Start of Block

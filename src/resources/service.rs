//! Service generation for MongoDB replica sets
//!
//! Every replica set gets a headless service used for intra-cluster member
//! discovery. When exposure is enabled, each member additionally gets its own
//! service whose type follows the replica set's [`ExposureMode`].
//!
//! Generators are pure: they never talk to the API server, and the returned
//! services are applied by the reconciler.

use std::collections::BTreeMap;

use k8s_openapi::api::core::v1::{Service, ServicePort, ServiceSpec};
use k8s_openapi::apimachinery::pkg::util::intstr::IntOrString;
use kube::ResourceExt;
use kube::core::ObjectMeta;

use crate::crd::{ExposureMode, MongoDBCluster, ReplsetSpec};
use crate::resources::common::{
    EXPOSE_LABEL, MONGOD_PORT_NAME, POD_NAME_LABEL, owner_reference, replset_labels,
    replset_selector,
};

/// Tells the AWS load balancer to forward and health-check over plain TCP
pub const LB_BACKEND_PROTOCOL_ANNOTATION: &str =
    "service.beta.kubernetes.io/aws-load-balancer-backend-protocol";

/// Keep the client source IP and never hop through another node
pub const EXTERNAL_TRAFFIC_POLICY_LOCAL: &str = "Local";

/// Cluster IP value that makes a service headless
pub const HEADLESS_CLUSTER_IP: &str = "None";

/// Name of the headless service for a replica set
pub fn replset_service_name(cluster_name: &str, replset: &str) -> String {
    format!("{}-{}", cluster_name, replset)
}

/// The single mongod port every service exposes
fn mongod_port(port: i32) -> ServicePort {
    ServicePort {
        name: Some(MONGOD_PORT_NAME.to_string()),
        port,
        target_port: Some(IntOrString::Int(port)),
        protocol: Some("TCP".to_string()),
        ..Default::default()
    }
}

/// Generate the headless service for a replica set
///
/// Selects all members of the replica set. It has no virtual IP: clients
/// resolve individual member addresses through DNS. It is generated for
/// every replica set regardless of its exposure mode.
pub fn generate_replset_service(cluster: &MongoDBCluster, replset: &ReplsetSpec) -> Service {
    let cluster_name = cluster.name_any();

    Service {
        metadata: ObjectMeta {
            name: Some(replset_service_name(&cluster_name, &replset.name)),
            namespace: cluster.namespace(),
            labels: Some(replset_labels(cluster, &replset.name)),
            owner_references: Some(vec![owner_reference(cluster)]),
            ..Default::default()
        },
        spec: Some(ServiceSpec {
            selector: Some(replset_selector(&cluster_name, &replset.name)),
            ports: Some(vec![mongod_port(cluster.spec.mongod.net.port)]),
            type_: Some("ClusterIP".to_string()),
            cluster_ip: Some(HEADLESS_CLUSTER_IP.to_string()),
            // Members must be discoverable before they pass readiness to form the replica set
            publish_not_ready_addresses: Some(true),
            ..Default::default()
        }),
        ..Default::default()
    }
}

/// Generate the service exposing a single replica set member
///
/// The service is named after the member pod and selects only that pod.
/// Its shape depends on the replica set's exposure mode:
/// - `NodePort`: node port with `externalTrafficPolicy: Local`
/// - `LoadBalancer`: provider load balancer with `externalTrafficPolicy: Local`
///   and a TCP backend-protocol annotation
/// - anything else: a ClusterIP service for the member
pub fn generate_external_service(
    cluster: &MongoDBCluster,
    replset: &ReplsetSpec,
    pod_name: &str,
) -> Service {
    let expose = &replset.expose;
    let mode = expose.expose_type;

    let mut labels = replset_labels(cluster, &replset.name);
    labels.insert(EXPOSE_LABEL.to_string(), "external".to_string());

    let mut annotations = BTreeMap::new();
    if mode == ExposureMode::LoadBalanced {
        annotations.insert(
            LB_BACKEND_PROTOCOL_ANNOTATION.to_string(),
            "tcp".to_string(),
        );
    }
    annotations.extend(expose.service_annotations.clone());

    let external_traffic_policy = match mode {
        ExposureMode::NodeLocal | ExposureMode::LoadBalanced => {
            Some(EXTERNAL_TRAFFIC_POLICY_LOCAL.to_string())
        }
        _ => None,
    };

    let load_balancer_source_ranges =
        if mode == ExposureMode::LoadBalanced && !expose.load_balancer_source_ranges.is_empty() {
            Some(expose.load_balancer_source_ranges.clone())
        } else {
            None
        };

    Service {
        metadata: ObjectMeta {
            name: Some(pod_name.to_string()),
            namespace: cluster.namespace(),
            labels: Some(labels),
            annotations: if annotations.is_empty() {
                None
            } else {
                Some(annotations)
            },
            owner_references: Some(vec![owner_reference(cluster)]),
            ..Default::default()
        },
        spec: Some(ServiceSpec {
            selector: Some(BTreeMap::from([(
                POD_NAME_LABEL.to_string(),
                pod_name.to_string(),
            )])),
            ports: Some(vec![mongod_port(cluster.spec.mongod.net.port)]),
            type_: Some(mode.service_type().to_string()),
            external_traffic_policy,
            load_balancer_source_ranges,
            ..Default::default()
        }),
        ..Default::default()
    }
}

/// Exposure mode of a materialized service, derived from its type
pub fn service_exposure_mode(svc: &Service) -> ExposureMode {
    ExposureMode::from_service_type(svc.spec.as_ref().and_then(|s| s.type_.as_deref()))
}

/// Find the mongod port in a service's port table
pub fn find_mongod_port(svc: &Service) -> Option<&ServicePort> {
    svc.spec
        .as_ref()
        .and_then(|s| s.ports.as_ref())
        .and_then(|ports| {
            ports
                .iter()
                .find(|p| p.name.as_deref() == Some(MONGOD_PORT_NAME))
        })
}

End of Block

This exercise calls for every record above to be written out again exactly.

- RESPONSE:
filename src/resources/service.rs
//! Service generation for MongoDB replica sets
//!
//! Every replica set gets a headless service used for intra-cluster member
//! discovery. When exposure is enabled, each member additionally gets its own
//! service whose type follows the replica set's [`ExposureMode`].
//!
//! Generators are pure: they never talk to the API server, and the returned
//! services are applied by the reconciler.

use std::collections::BTreeMap;

use k8s_openapi::api::core::v1::{Service, ServicePort, ServiceSpec};
use k8s_openapi::apimachinery::pkg::util::intstr::IntOrString;
use kube::ResourceExt;
use kube::core::ObjectMeta;

use crate::crd::{ExposureMode, MongoDBCluster, ReplsetSpec};
use crate::resources::common::{
    EXPOSE_LABEL, MONGOD_PORT_NAME, POD_NAME_LABEL, owner_reference, replset_labels,
    replset_selector,
};

/// Tells the AWS load balancer to forward and health-check over plain TCP
pub const LB_BACKEND_PROTOCOL_ANNOTATION: &str =
    "service.beta.kubernetes.io/aws-load-balancer-backend-protocol";

/// Keep the client source IP and never hop through another node
pub const EXTERNAL_TRAFFIC_POLICY_LOCAL: &str = "Local";

/// Cluster IP value that makes a service headless
pub const HEADLESS_CLUSTER_IP: &str = "None";

/// Name of the headless service for a replica set
pub fn replset_service_name(cluster_name: &str, replset: &str) -> String {
    format!("{}-{}", cluster_name, replset)
}

/// The single mongod port every service exposes
fn mongod_port(port: i32) -> ServicePort {
    ServicePort {
        name: Some(MONGOD_PORT_NAME.to_string()),
        port,
        target_port: Some(IntOrString::Int(port)),
        protocol: Some("TCP".to_string()),
        ..Default::default()
    }
}

/// Generate the headless service for a replica set
///
/// Selects all members of the replica set. It has no virtual IP: clients
/// resolve individual member addresses through DNS. It is generated for
/// every replica set regardless of its exposure mode.
pub fn generate_replset_service(cluster: &MongoDBCluster, replset: &ReplsetSpec) -> Service {
    let cluster_name = cluster.name_any();

    Service {
        metadata: ObjectMeta {
            name: Some(replset_service_name(&cluster_name, &replset.name)),
            namespace: cluster.namespace(),
            labels: Some(replset_labels(cluster, &replset.name)),
            owner_references: Some(vec![owner_reference(cluster)]),
            ..Default::default()
        },
        spec: Some(ServiceSpec {
            selector: Some(replset_selector(&cluster_name, &replset.name)),
            ports: Some(vec![mongod_port(cluster.spec.mongod.net.port)]),
            type_: Some("ClusterIP".to_string()),
            cluster_ip: Some(HEADLESS_CLUSTER_IP.to_string()),
            // Members must be discoverable before they pass readiness to form the replica set
            publish_not_ready_addresses: Some(true),
            ..Default::default()
        }),
        ..Default::default()
    }
}

/// Generate the service exposing a single replica set member
///
/// The service is named after the member pod and selects only that pod.
/// Its shape depends on the replica set's exposure mode:
/// - `NodePort`: node port with `externalTrafficPolicy: Local`
/// - `LoadBalancer`: provider load balancer with `externalTrafficPolicy: Local`
///   and a TCP backend-protocol annotation
/// - anything else: a ClusterIP service for the member
pub fn generate_external_service(
    cluster: &MongoDBCluster,
    replset: &ReplsetSpec,
    pod_name: &str,
) -> Service {
    let expose = &replset.expose;
    let mode = expose.expose_type;

    let mut labels = replset_labels(cluster, &replset.name);
    labels.insert(EXPOSE_LABEL.to_string(), "external".to_string());

    let mut annotations = BTreeMap::new();
    if mode == ExposureMode::LoadBalanced {
        annotations.insert(
            LB_BACKEND_PROTOCOL_ANNOTATION.to_string(),
            "tcp".to_string(),
        );
    }
    annotations.extend(expose.service_annotations.clone());

    let external_traffic_policy = match mode {
        ExposureMode::NodeLocal | ExposureMode::LoadBalanced => {
            Some(EXTERNAL_TRAFFIC_POLICY_LOCAL.to_string())
        }
        _ => None,
    };

    let load_balancer_source_ranges =
        if mode == ExposureMode::LoadBalanced && !expose.load_balancer_source_ranges.is_empty() {
            Some(expose.load_balancer_source_ranges.clone())
        } else {
            None
        };

    Service {
        metadata: ObjectMeta {
            name: Some(pod_name.to_string()),
            namespace: cluster.namespace(),
            labels: Some(labels),
            annotations: if annotations.is_empty() {
                None
            } else {
                Some(annotations)
            },
            owner_references: Some(vec![owner_reference(cluster)]),
            ..Default::default()
        },
        spec: Some(ServiceSpec {
            selector: Some(BTreeMap::from([(
                POD_NAME_LABEL.to_string(),
                pod_name.to_string(),
            )])),
            ports: Some(vec![mongod_port(cluster.spec.mongod.net.port)]),
            type_: Some(mode.service_type().to_string()),
            external_traffic_policy,
            load_balancer_source_ranges,
            ..Default::default()
        }),
        ..Default::default()
    }
}

/// Exposure mode of a materialized service, derived from its type
pub fn service_exposure_mode(svc: &Service) -> ExposureMode {
    ExposureMode::from_service_type(svc.spec.as_ref().and_then(|s| s.type_.as_deref()))
}

/// Find the mongod port in a service's port table
pub fn find_mongod_port(svc: &Service) -> Option<&ServicePort> {
    svc.spec
        .as_ref()
        .and_then(|s| s.ports.as_ref())
        .and_then(|ports| {
            ports
                .iter()
                .find(|p| p.name.as_deref() == Some(MONGOD_PORT_NAME))
        })
}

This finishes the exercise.